Book review – Coeliac disease: What you need to know!

I was flattered and very pleased to be asked to review Alex Gazzola’s new book, “Coeliac disease: what you need to know.”

Alex is a health journalist with several books under his belt already, all about allergies and intolerances, including: “Living with food allergies” and “Living with food intolerances”.

I am not a coeliac, but I do benefit from cutting out processed wheat and baked goods from my diet, and with the advent of another Coeliac Week (16-22 May 2011), I have decided that for the duration of my reading of this book I will eat gluten free. I actually feel much better for it; could I have more of a problem with gluten than I’ve been admitting? That’s another conversation altogether.

I’ve been enjoying fruit, gluten free (Genius bread) toast and nairns oat gluten free porridge. Quinoa stir fry, jacket potatoes and salads; a very healthy diet in fact.

But back to the subject in hand. I’m generally not very good at reading factual books. I love reading but usually I can be found buried behind a good novel so I wasn’t sure if I’d make it to the end.

I have however, been completely sucked in. I’ve learnt so much about what Coeliac disease really is, how complex diagnosis is, how challenging a GF diet can be, the emotional effects, which of all the chapters in the book, really struck a chord with me.

Having suffered with eczema and allergies all my life the emotional toll, depression and psychological effects are often not considered. You feel very alone, often in pain and very frustrated. Despite the fact Coeliac disease and allergies are on the increase, I often look at my friends who smoke, take drugs, eat whatever processed foods they like, but look much better than me. No red sore itchy skin for them. It seems unfair, and life avoiding certain foods is NOT easy. This chapter has been very well written, considered and understood; no mean feat from the author, who I know has no allergies and is not in fact a Coeliac himself. Well done Alex on this chapter. Often an area missed out and not discussed in other books I’ve read on this subject.

This book really has taught me a great deal and I count myself as somewhat of an expert in all things to do with allergies and gluten free. I even suspect, from going gluten free for just a few weeks, that I might well have a problem with gluten that I’ve been avoiding. Gluten or wheat denial. I usually follow this process with every new allergy I acquire. When you have a list of allergies as long as your arm, denial for new ones can be a big problem.

The only section I would have liked a bit more information was in Chapter 5, Food Sense: diet and nutrition. Where moderate and low GI diets are discussed “a few fruits” (moderate GI diet) and “many fruits” (low GI diet) were mentioned. I’d have loved to have been told which fruits! I’m being very critical here, but when reading it I just thought: what a shame we don’t find out which fruits. I’m sure it’s not hard to discover, and I intend to do my own research to discover just which fruits we’re talking about here.

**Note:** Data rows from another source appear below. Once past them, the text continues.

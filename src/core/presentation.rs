//! # Presentation Context
//!
//! The global surface a theme is applied to: a set of marker classes plus
//! named style variables on the document root. The TUI reads its palette
//! from here instead of from the ThemeStore, so the store's side effect is
//! what actually drives rendering.

use std::cell::RefCell;
use std::collections::{BTreeMap, BTreeSet};

use log::debug;

use crate::core::theme::Theme;

/// Style variable holding the active theme name.
pub const THEME_VARIABLE: &str = "--current-theme";

pub trait PresentationContext {
    fn apply_theme(&self, theme: Theme);
}

#[derive(Debug, Default)]
pub struct DocumentRoot {
    classes: RefCell<BTreeSet<String>>,
    variables: RefCell<BTreeMap<String, String>>,
}

impl DocumentRoot {
    pub fn new() -> Self {
        Self::default()
    }

    pub fn has_class(&self, class: &str) -> bool {
        self.classes.borrow().contains(class)
    }

    pub fn classes(&self) -> Vec<String> {
        self.classes.borrow().iter().cloned().collect()
    }

    pub fn variable(&self, name: &str) -> Option<String> {
        self.variables.borrow().get(name).cloned()
    }

    /// The theme currently applied; light until something is applied.
    pub fn theme(&self) -> Theme {
        if self.has_class(Theme::Dark.css_class()) {
            Theme::Dark
        } else {
            Theme::Light
        }
    }
}

impl PresentationContext for DocumentRoot {
    fn apply_theme(&self, theme: Theme) {
        {
            let mut classes = self.classes.borrow_mut();
            classes.remove(Theme::Light.css_class());
            classes.remove(Theme::Dark.css_class());
            classes.insert(theme.css_class().to_string());
        }
        self.variables
            .borrow_mut()
            .insert(THEME_VARIABLE.to_string(), theme.as_str().to_string());
        debug!("Applied {} to document root", theme.css_class());
    }
}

If you have Coeliac disease, or even suspect that you might have a sensitivity to wheat and gluten, this is a must read, bible of a book, packed full of everything you’ll ever need to know. It’s well written, concise and very informative. I will be keeping my copy and referring to it regularly (Alex it will not be going on ebay – even with your signature inside, honest!). Some chapters, such as the one about Testing and Diagnosis, are very complex and will need re-reading I think. There is a huge amount of information packed into this slim little volume.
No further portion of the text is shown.